_About this task_
Look through the records that follow. Copy every line containing the word "messages".
━━━━━━
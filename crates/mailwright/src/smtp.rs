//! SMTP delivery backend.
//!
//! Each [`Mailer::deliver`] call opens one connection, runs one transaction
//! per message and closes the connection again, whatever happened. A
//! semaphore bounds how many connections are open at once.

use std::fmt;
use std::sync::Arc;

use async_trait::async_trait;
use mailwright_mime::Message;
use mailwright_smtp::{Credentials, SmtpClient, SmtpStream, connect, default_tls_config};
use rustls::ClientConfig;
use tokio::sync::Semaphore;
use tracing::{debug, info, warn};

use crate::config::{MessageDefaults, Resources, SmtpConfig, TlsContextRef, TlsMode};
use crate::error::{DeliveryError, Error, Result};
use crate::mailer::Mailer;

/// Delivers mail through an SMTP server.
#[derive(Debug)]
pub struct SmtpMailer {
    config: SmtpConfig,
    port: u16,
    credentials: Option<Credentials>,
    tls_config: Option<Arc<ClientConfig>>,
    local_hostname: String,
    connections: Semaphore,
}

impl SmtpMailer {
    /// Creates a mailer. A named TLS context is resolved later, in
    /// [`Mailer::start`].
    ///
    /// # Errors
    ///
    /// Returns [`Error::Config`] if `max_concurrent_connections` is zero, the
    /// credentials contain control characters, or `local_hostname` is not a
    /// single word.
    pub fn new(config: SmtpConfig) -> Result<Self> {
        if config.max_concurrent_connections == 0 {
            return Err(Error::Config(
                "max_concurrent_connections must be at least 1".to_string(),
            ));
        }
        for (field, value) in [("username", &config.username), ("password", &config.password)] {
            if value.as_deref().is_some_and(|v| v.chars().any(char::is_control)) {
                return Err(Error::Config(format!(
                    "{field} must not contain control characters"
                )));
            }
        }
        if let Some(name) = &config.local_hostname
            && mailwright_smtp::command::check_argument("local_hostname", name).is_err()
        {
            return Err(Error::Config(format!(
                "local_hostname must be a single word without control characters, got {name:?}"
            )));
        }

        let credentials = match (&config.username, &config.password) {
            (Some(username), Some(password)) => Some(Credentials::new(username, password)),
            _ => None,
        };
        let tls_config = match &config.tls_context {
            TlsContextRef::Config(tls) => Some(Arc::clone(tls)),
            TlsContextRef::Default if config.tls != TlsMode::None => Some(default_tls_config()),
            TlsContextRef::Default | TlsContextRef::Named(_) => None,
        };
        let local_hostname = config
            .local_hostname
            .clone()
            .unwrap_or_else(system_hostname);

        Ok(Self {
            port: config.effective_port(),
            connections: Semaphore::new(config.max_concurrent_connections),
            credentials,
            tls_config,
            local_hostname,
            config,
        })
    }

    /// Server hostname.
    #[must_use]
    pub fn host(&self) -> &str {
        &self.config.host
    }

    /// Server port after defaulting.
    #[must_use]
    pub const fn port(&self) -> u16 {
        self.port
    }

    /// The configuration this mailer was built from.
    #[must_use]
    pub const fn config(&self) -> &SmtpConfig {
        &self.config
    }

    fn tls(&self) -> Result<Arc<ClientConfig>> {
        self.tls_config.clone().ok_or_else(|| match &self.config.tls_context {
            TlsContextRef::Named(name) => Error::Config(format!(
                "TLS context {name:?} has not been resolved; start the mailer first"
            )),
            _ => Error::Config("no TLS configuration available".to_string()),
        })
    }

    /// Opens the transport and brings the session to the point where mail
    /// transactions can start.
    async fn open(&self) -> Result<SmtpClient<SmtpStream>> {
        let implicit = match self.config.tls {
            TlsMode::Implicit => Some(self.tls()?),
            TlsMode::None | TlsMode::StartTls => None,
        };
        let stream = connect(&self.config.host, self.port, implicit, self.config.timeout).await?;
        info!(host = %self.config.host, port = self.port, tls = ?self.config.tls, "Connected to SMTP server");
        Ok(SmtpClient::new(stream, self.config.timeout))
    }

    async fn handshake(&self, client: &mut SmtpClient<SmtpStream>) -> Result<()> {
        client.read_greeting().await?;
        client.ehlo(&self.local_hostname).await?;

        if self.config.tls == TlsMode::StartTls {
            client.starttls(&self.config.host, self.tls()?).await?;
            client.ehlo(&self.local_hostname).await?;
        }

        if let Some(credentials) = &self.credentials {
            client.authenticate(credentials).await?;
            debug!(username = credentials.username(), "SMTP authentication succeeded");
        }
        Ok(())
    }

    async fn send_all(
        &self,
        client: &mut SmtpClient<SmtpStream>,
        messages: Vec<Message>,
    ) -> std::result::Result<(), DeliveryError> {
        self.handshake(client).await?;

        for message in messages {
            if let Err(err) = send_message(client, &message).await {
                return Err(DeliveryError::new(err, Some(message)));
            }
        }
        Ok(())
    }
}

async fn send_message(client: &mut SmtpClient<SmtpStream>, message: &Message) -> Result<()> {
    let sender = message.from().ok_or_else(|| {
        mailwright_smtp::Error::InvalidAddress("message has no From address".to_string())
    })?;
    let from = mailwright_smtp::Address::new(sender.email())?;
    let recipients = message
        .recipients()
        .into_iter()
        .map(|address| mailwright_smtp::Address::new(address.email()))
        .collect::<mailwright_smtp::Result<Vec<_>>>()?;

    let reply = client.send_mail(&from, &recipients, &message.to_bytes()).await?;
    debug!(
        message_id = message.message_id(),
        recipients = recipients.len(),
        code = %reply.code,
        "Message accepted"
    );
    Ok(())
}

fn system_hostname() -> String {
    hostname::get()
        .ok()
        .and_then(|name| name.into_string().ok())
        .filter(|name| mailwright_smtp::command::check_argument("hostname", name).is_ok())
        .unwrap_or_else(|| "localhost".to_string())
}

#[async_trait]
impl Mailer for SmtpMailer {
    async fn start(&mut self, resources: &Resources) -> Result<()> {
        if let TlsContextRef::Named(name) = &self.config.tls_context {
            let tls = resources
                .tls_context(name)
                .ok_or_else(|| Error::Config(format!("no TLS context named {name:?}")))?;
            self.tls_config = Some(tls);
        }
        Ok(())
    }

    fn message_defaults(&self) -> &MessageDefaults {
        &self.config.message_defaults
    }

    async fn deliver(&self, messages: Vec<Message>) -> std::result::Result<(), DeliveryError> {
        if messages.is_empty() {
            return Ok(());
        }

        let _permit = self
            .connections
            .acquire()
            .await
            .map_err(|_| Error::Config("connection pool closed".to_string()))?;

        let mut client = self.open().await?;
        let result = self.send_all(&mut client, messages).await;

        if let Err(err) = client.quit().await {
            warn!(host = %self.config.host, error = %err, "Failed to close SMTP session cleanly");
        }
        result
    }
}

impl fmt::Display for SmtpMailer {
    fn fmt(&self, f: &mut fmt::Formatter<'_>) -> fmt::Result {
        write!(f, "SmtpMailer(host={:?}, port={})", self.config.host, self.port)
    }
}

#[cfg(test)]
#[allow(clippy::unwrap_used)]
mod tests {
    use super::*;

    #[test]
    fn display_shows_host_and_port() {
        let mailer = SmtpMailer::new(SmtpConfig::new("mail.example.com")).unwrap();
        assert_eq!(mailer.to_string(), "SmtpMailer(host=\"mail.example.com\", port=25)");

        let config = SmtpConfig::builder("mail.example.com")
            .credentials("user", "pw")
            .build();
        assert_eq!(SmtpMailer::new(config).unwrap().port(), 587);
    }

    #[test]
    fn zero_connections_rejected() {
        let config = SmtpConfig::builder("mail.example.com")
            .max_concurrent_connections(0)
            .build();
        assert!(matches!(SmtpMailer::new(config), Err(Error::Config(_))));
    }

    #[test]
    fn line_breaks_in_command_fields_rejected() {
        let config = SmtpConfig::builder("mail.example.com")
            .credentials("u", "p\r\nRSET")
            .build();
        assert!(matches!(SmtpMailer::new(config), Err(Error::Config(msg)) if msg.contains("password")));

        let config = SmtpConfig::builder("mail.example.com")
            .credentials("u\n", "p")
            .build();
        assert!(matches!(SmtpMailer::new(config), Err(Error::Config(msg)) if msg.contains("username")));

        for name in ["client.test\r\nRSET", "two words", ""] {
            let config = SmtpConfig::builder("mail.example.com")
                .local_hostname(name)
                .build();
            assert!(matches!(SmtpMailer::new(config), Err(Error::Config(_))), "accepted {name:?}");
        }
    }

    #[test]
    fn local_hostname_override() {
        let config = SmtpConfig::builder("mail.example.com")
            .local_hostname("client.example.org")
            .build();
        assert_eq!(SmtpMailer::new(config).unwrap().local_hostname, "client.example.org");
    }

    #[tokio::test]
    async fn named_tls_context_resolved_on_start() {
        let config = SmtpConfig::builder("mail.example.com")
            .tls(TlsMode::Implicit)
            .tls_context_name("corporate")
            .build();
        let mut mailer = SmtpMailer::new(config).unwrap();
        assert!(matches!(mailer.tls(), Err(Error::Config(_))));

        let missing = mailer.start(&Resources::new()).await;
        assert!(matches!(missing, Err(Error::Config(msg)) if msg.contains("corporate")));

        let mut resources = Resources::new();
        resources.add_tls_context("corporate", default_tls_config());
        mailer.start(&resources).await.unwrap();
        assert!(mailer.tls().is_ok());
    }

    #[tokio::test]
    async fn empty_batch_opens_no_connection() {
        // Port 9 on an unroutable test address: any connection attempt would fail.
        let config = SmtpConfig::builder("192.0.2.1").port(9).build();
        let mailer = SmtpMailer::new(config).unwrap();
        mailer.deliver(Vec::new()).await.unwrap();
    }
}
━━━━━━
_Result of the task_
        messages: Vec<Message>,
        for message in messages {
    async fn deliver(&self, messages: Vec<Message>) -> std::result::Result<(), DeliveryError> {
        if messages.is_empty() {
        let result = self.send_all(&mut client, messages).await;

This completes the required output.